Arthur James Robertson (19 April 1879 – 18 April 1957) was a British runner who competed at the 1908 Summer Olympics in London. He won the gold medal in the 3-mile team race and a silver in the steeplechase.

== Biography ==
Robertson born in Sheffield, was the son of a Glasgow doctor and was educated at Kelvinside Academy, Glasgow, before moving to King's School, Peterborough at the age of 14. A brilliant all-round sportsman, he initially concentrated on cycling and only took up serious athletics at the age of 25, after a cycling injury.

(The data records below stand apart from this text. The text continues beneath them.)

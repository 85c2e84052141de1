pub mod error;
pub mod store;

pub use error::StoreError;
pub use store::{load_histories, save_histories, Histories, HistoryStore};
//! Per-identity conversation histories backed by one JSON file.
//!
//! The whole mapping is loaded at startup and rewritten after every completed
//! exchange. Writes go to a temp file in the same directory which is then
//! renamed over the target, so a reader sees either the old or the new file.

use std::collections::BTreeMap;
use std::io::Write;
use std::path::{Path, PathBuf};
use std::sync::{Arc, Mutex, MutexGuard};

use dashmap::DashMap;
use relay_core::types::{History, IdentityKey, Turn};
use tokio::sync::OwnedMutexGuard;
use tracing::{debug, info, warn};

use crate::error::StoreError;

/// IdentityKey → History, ordered by key for a stable file layout.
pub type Histories = BTreeMap<IdentityKey, History>;

/// Read the persisted mapping.
///
/// A missing file is an empty mapping. An unreadable or malformed file is
/// logged and also treated as empty: corrupt state means "start fresh".
pub fn load_histories(path: &Path) -> Histories {
    let raw = match std::fs::read_to_string(path) {
        Ok(raw) => raw,
        Err(e) if e.kind() == std::io::ErrorKind::NotFound => {
            debug!(path = %path.display(), "no history file yet, starting empty");
            return Histories::new();
        }
        Err(e) => {
            warn!(path = %path.display(), error = %e, "history file unreadable, starting empty");
            return Histories::new();
        }
    };

    match serde_json::from_str::<Histories>(&raw) {
        Ok(histories) => histories,
        Err(e) => {
            warn!(path = %path.display(), error = %e, "history file is malformed, starting empty");
            Histories::new()
        }
    }
}

/// Serialize the full mapping (indented, UTF-8, non-ASCII kept as-is) and
/// atomically replace the file at `path`.
pub fn save_histories(path: &Path, histories: &Histories) -> Result<(), StoreError> {
    let json = serde_json::to_string_pretty(histories)?;
    write_atomic(path, json.as_bytes())
}

fn write_atomic(path: &Path, bytes: &[u8]) -> Result<(), StoreError> {
    let dir = match path.parent() {
        Some(p) if !p.as_os_str().is_empty() => p,
        _ => Path::new("."),
    };
    std::fs::create_dir_all(dir)?;

    let mut tmp = tempfile::NamedTempFile::new_in(dir)?;
    tmp.write_all(bytes)?;
    tmp.as_file().sync_all()?;
    tmp.persist(path).map_err(|e| StoreError::Io(e.error))?;
    Ok(())
}

/// Owns every identity's history and its backing file.
///
/// The store is the sole writer: all mutation goes through `append` and
/// `save`. Exchanges for the same identity are serialized with
/// `lock_identity`; different identities proceed independently.
pub struct HistoryStore {
    path: PathBuf,
    histories: Mutex<Histories>,
    /// Held across serialize + write so an older snapshot never lands after a newer one.
    write_lock: tokio::sync::Mutex<()>,
    identity_locks: DashMap<IdentityKey, Arc<tokio::sync::Mutex<()>>>,
}

impl HistoryStore {
    /// Load the store from `path`. Never fails; see [`load_histories`].
    pub fn load(path: impl Into<PathBuf>) -> Self {
        let path = path.into();
        let histories = load_histories(&path);
        info!(path = %path.display(), identities = histories.len(), "history store loaded");
        Self::with_histories(path, histories)
    }

    pub fn with_histories(path: impl Into<PathBuf>, histories: Histories) -> Self {
        Self {
            path: path.into(),
            histories: Mutex::new(histories),
            write_lock: tokio::sync::Mutex::new(()),
            identity_locks: DashMap::new(),
        }
    }

    pub fn path(&self) -> &Path {
        &self.path
    }

    /// Number of identities with a history.
    pub fn len(&self) -> usize {
        self.histories().len()
    }

    pub fn is_empty(&self) -> bool {
        self.histories().is_empty()
    }

    /// Wait until no other exchange for `key` is in flight.
    ///
    /// Hold the returned guard for the whole read-modify-write of the
    /// identity's history (append user turn, call model, append reply, save).
    pub async fn lock_identity(&self, key: &IdentityKey) -> OwnedMutexGuard<()> {
        let lock = self
            .identity_locks
            .entry(key.clone())
            .or_insert_with(|| Arc::new(tokio::sync::Mutex::new(())))
            .clone();
        lock.lock_owned().await
    }

    /// Create the persona history for `key` on first contact.
    ///
    /// Returns `true` when the history was created by this call.
    pub fn ensure_identity(&self, key: &IdentityKey) -> bool {
        let mut histories = self.histories();
        if histories.contains_key(key) {
            return false;
        }
        histories.insert(key.clone(), History::for_identity(key));
        info!(identity = %key, "new identity, persona created");
        true
    }

    /// Append one turn to `key`'s history, creating the history if needed.
    pub fn append(&self, key: &IdentityKey, turn: Turn) {
        let mut histories = self.histories();
        histories
            .entry(key.clone())
            .or_insert_with(|| History::for_identity(key))
            .append(turn);
    }

    /// Snapshot of one identity's history.
    pub fn history(&self, key: &IdentityKey) -> Option<History> {
        self.histories().get(key).cloned()
    }

    /// Snapshot of the full mapping.
    pub fn snapshot(&self) -> Histories {
        self.histories().clone()
    }

    /// Persist the full mapping to the backing file.
    ///
    /// The map lock is held only to clone; serialization and the file write
    /// run on the blocking pool.
    pub async fn save(&self) -> Result<(), StoreError> {
        let _write = self.write_lock.lock().await;
        let snapshot = self.snapshot();
        let identities = snapshot.len();
        let path = self.path.clone();

        tokio::task::spawn_blocking(move || save_histories(&path, &snapshot)).await??;
        debug!(path = %self.path.display(), identities, "history store saved");
        Ok(())
    }

    fn histories(&self) -> MutexGuard<'_, Histories> {
        self.histories.lock().unwrap_or_else(|e| e.into_inner())
    }
}

#[cfg(test)]
mod tests {
    use super::*;
    use relay_core::types::{DocumentKind, Role, TurnPayload};

    fn sample() -> Histories {
        let kim = IdentityKey::from("Kim");
        let mut history = History::for_identity(&kim);
        history.append(Turn::user("안녕하세요", TurnPayload::TextOnly));
        history.append(Turn::assistant("반갑습니다"));
        history.append(Turn::user(
            "",
            TurnPayload::WithImage {
                image: vec![1, 2, 3, 4],
            },
        ));
        history.append(Turn::user(
            "summarize",
            TurnPayload::WithExtractedDocument {
                kind: DocumentKind::Pdf,
                text: "page\u{0c}text".into(),
            },
        ));

        let mut map = Histories::new();
        map.insert(kim, history);
        map.insert(
            IdentityKey::from("Lee"),
            History::for_identity(&IdentityKey::from("Lee")),
        );
        map
    }

    #[test]
    fn missing_file_loads_empty() {
        let dir = tempfile::tempdir().unwrap();
        assert!(load_histories(&dir.path().join("nope.json")).is_empty());
    }

    #[test]
    fn malformed_file_loads_empty() {
        let dir = tempfile::tempdir().unwrap();
        let path = dir.path().join("h.json");
        std::fs::write(&path, "{ not json").unwrap();
        assert!(load_histories(&path).is_empty());

        let store = HistoryStore::load(&path);
        assert!(store.is_empty());
    }

    #[test]
    fn save_then_load_round_trips() {
        let dir = tempfile::tempdir().unwrap();
        let path = dir.path().join("h.json");
        let original = sample();

        save_histories(&path, &original).unwrap();
        let loaded = load_histories(&path);
        assert_eq!(loaded, original);

        // Saving what was loaded reproduces the same bytes.
        let first = std::fs::read_to_string(&path).unwrap();
        save_histories(&path, &loaded).unwrap();
        assert_eq!(std::fs::read_to_string(&path).unwrap(), first);
    }

    #[test]
    fn file_layout_matches_record_format() {
        let dir = tempfile::tempdir().unwrap();
        let path = dir.path().join("h.json");
        save_histories(&path, &sample()).unwrap();

        let raw = std::fs::read_to_string(&path).unwrap();
        assert!(raw.contains("안녕하세요"), "non-ASCII must not be escaped");
        assert!(raw.contains("\n  "), "output must be indented");

        let value: serde_json::Value = serde_json::from_str(&raw).unwrap();
        let kim = value["Kim"].as_array().unwrap();
        assert_eq!(kim[0]["role"], "system");
        assert_eq!(kim[1]["content"], "안녕하세요");
        assert_eq!(kim[3]["image_base64"], "AQIDBA==");
        assert_eq!(kim[4]["pdf_text"], "page\u{0c}text");
    }

    #[tokio::test]
    async fn save_creates_parent_directories() {
        let dir = tempfile::tempdir().unwrap();
        let path = dir.path().join("nested/deeper/h.json");
        let store = HistoryStore::with_histories(&path, sample());
        store.save().await.unwrap();
        assert_eq!(load_histories(&path), sample());
    }

    #[test]
    fn ensure_identity_creates_once() {
        let dir = tempfile::tempdir().unwrap();
        let store = HistoryStore::load(dir.path().join("h.json"));
        let key = IdentityKey::from("Kim");

        assert!(store.ensure_identity(&key));
        assert!(!store.ensure_identity(&key));

        let history = store.history(&key).unwrap();
        assert_eq!(history.len(), 1);
        assert_eq!(history.turns()[0].role, Role::System);
    }

    #[tokio::test]
    async fn append_preserves_order_and_persists() {
        let dir = tempfile::tempdir().unwrap();
        let path = dir.path().join("h.json");
        let key = IdentityKey::from("Kim");

        let store = HistoryStore::load(&path);
        store.ensure_identity(&key);
        store.append(&key, Turn::user("one", TurnPayload::TextOnly));
        store.append(&key, Turn::assistant("two"));
        store.save().await.unwrap();

        let reloaded = HistoryStore::load(&path);
        let history = reloaded.history(&key).unwrap();
        let texts: Vec<&str> = history.turns().iter().map(|t| t.text.as_str()).collect();
        assert_eq!(texts[1..], ["one", "two"]);
        assert_eq!(reloaded.len(), 1);
    }

    #[test]
    fn append_to_unknown_identity_seeds_persona_first() {
        let dir = tempfile::tempdir().unwrap();
        let store = HistoryStore::load(dir.path().join("h.json"));
        let key = IdentityKey::from("Park");
        store.append(&key, Turn::user("hi", TurnPayload::TextOnly));

        let history = store.history(&key).unwrap();
        assert_eq!(history.len(), 2);
        assert_eq!(history.turns()[0].role, Role::System);
    }

    #[tokio::test]
    async fn save_does_not_block_readers_of_other_identities() {
        let dir = tempfile::tempdir().unwrap();
        let store = Arc::new(HistoryStore::with_histories(dir.path().join("h.json"), sample()));

        let saver = {
            let store = Arc::clone(&store);
            tokio::spawn(async move { store.save().await })
        };
        // Reads stay available while the write is in flight.
        assert_eq!(store.history(&IdentityKey::from("Lee")).unwrap().len(), 1);
        saver.await.unwrap().unwrap();

        store.append(&IdentityKey::from("Lee"), Turn::assistant("later"));
        store.save().await.unwrap();
        let on_disk = load_histories(store.path());
        assert_eq!(on_disk[&IdentityKey::from("Lee")].len(), 2);
    }

    #[tokio::test]
    async fn identity_lock_serializes_same_key() {
        let dir = tempfile::tempdir().unwrap();
        let store = Arc::new(HistoryStore::load(dir.path().join("h.json")));
        let key = IdentityKey::from("Kim");

        let guard = store.lock_identity(&key).await;

        let contender = {
            let store = Arc::clone(&store);
            let key = key.clone();
            tokio::spawn(async move {
                let _g = store.lock_identity(&key).await;
            })
        };
        tokio::task::yield_now().await;
        assert!(!contender.is_finished());

        // A different identity is not blocked.
        let _other = store.lock_identity(&IdentityKey::from("Lee")).await;

        drop(guard);
        contender.await.unwrap();
    }
}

In 1906, he joined Birchfield Harriers. In March 1908 he won both the English and International Cross-Country Championships and a second-place finish in the 4 mile race at the AAA Championships earned him a place at the Olympics.

Robertson represented Great Britain at the 1908 Summer Olympics in London. Robertson won easily in the first round of the 3200 metres steeplechase, finishing in 11:10.0. In the final, he trailed for most of the race. At the bell, he passed one of the two then-leaders, American John Eisele. Robertson was not quite able to catch the other leader, however, and trailed fellow Briton Arthur Russell by two yards at the finish. His final time was 10:48.4. At the same Olympics he won gold as a member of the 5-man 3 mile team race with Joe Deakin, William Coales, Norman Hallows and Harold Wilson; the first Olympic gold won by a Scottish and Birchfield athlete. He also participated in the five miles event and finished fifth. His brother David was a member of the British cycling team at the same olympics.

On 13 September 1908 Robertson set a world record at 15:01.2 over 5,000 metres, running on a concrete cycle track in Stockholm. He retired from athletics after 1909 season and returned to cycling. Later, together with his brother, he ran a sports shop in Peterborough, and then passed it over to his son.

Robertson finished second behind Eddie Owen (1 mile) and Emil Voigt (4 miles) at the 1909 AAA Championships.

Robertson was posthumously inducted into the Scottish Sporting Hall of Fame in 2004. In January 2010, a new J D Wetherspoon pub in Perry Barr, Birmingham (close to Perry Barr Stadium, the former home of Birchfield Harriers) was named 'The Arthur Robertson' in his honour.